# Annija Kopštāle, A Great Latvian Ballerina And Friend Of Mine



## Truvianni (Apr 21, 2011)

An article about not only a great ballet dancer but a truly inspiring friend of mine.

I, for the most part am an opera fan yet the ballet is and has always been what I consider to be the most graceful of all the performing arts. As it combines music of the most subtle yet energetic power such as the sounds of Tchaikovsky's grand trilogy that includes "Swan Lake", "Sleeping Beauty" and "The Nutcracker" with dancers and choreography to make for exceptionally vibrant spectacles; to match any other weather they be one stage or in film. As for what concerns myself, it is the memories of my visits to both Moscow and Leningrad from where I took some of the grandest sights of my life. These coming in the performances I witnessed by first the Bolshoi ballet and later the Kirov ballet; they being of such creativity as to make the spirit reach the heights of not only the dancers of such dynamic artistry but the music which moved them.

Concerning my friendship with Annija Kopštāle however, it happened during the month of October that I found myself in Latvia where I, on a day in which time allowed me visited the Riga Choreography School. It being there that I was allowed to witness a truly exceptional talent by the name of Annija Kopštāle during her lessons as she practiced and went over moves with her teacher. I must confess that as I watched Annija with her not knowing that I was doing so at the time; was taken back to the time I saw the Bolshoi ballet in rehearsals during my 1992 trip to Santiago de Chile. For there was a quality about this girl who at the age of 17 (her being born on July 6 1992) had a grace about her as to make her seem as if she were majestically floating not on air but on the music which guided her. Annija's body much like those of my friends from the Bolshoi (Anna Petrova and Nina Semizorowa) knew not limitations but almost unbounded energy of motion to sweetly perform pirouettes; like the violin which created the spiral she seemed to imitate.

I for my part did not fail to recognize Annija as soon as she came in to view. This due to Annija's thin yet powerful body along with her light blonde hair, large cobalt eyes and above all her all too gorgeous face with its child like laughter and warmth; giving her the appearance of possessing the kindest of dispositions . Annija and I, in fact were already friends on Facebook, who had chatted on many an occasion yet there was something so lovely about her when seeing her in person that gave her a beauty that even her professionally taken photographs had not captured. It was so much that the camera had caught yet the brilliance in her eyes, as she executed moves of such stunning beauty was what amazed me along with her smile; as this was what one needed to see for oneself to fully appreciate. Annija and I however despite being in the same place did not get a chance to speak to one another as she was apparently occupied by her art while I had come to admire not only my internet friend but this academy which year after year develops such wonderful talents.

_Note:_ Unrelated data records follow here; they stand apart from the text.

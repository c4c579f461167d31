/*!
The signed formula: the atomic unit flowing through the tableau engine.
*/

use crate::structures::atom::AtomTable;
use crate::structures::connective::ConnectiveTable;
use crate::structures::formula::Formula;
use crate::structures::sign::Sign;

/// A formula paired with a sign asserting its semantic status on a branch.
#[derive(Clone, Debug, PartialEq, Eq, Hash)]
pub struct SignedFormula {
    pub sign: Sign,
    pub formula: Formula,
}

impl SignedFormula {
    pub fn new(sign: Sign, formula: Formula) -> Self {
        SignedFormula { sign, formula }
    }

    /// Renders `sign:formula`. Takes the tables explicitly, as [Formula] alone does
    /// not carry enough context to print atom names or connective fixity.
    pub fn render(&self, atoms: &AtomTable, connectives: &ConnectiveTable) -> String {
        format!("{}:{}", self.sign, self.formula.display(atoms, connectives))
    }
}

Annija and I in spite of being close friends on the internet and admirers of each others work have yet to converse in person yet it is with confidence that I say that our paths will surely cross in the not so distant future yet until the day comes when I see her perform live with one of the major ballets of the world; there is always here website. This being the place http://studia.tv21.lv/Annija/ which displays her outstanding ability along with some facts about her that include her favorite ballet's which are "Swan Lake", "Don Quixote" and "La Corsaire along with the music she listens to. It perhaps being surprising that amongst these hip-hop and other forms of popular music are to be found.

In conclusion I will say that I am truly honored to have Annija Kopštāle among my friends and fans of my poetry, as I am one of her performances and though we have yet to really meet; it is very often that ours is to see one another on the net and exchange a phrase or two of both friendship and mutual admiration. As for a personal comment, I must declare that I do long to see Annija perform in Liszt's ballet Mayerling; for I believe the character and youthful spirit which she puts so much of in to every move she makes would lend itself to perfection for this ballet's main female part.


----------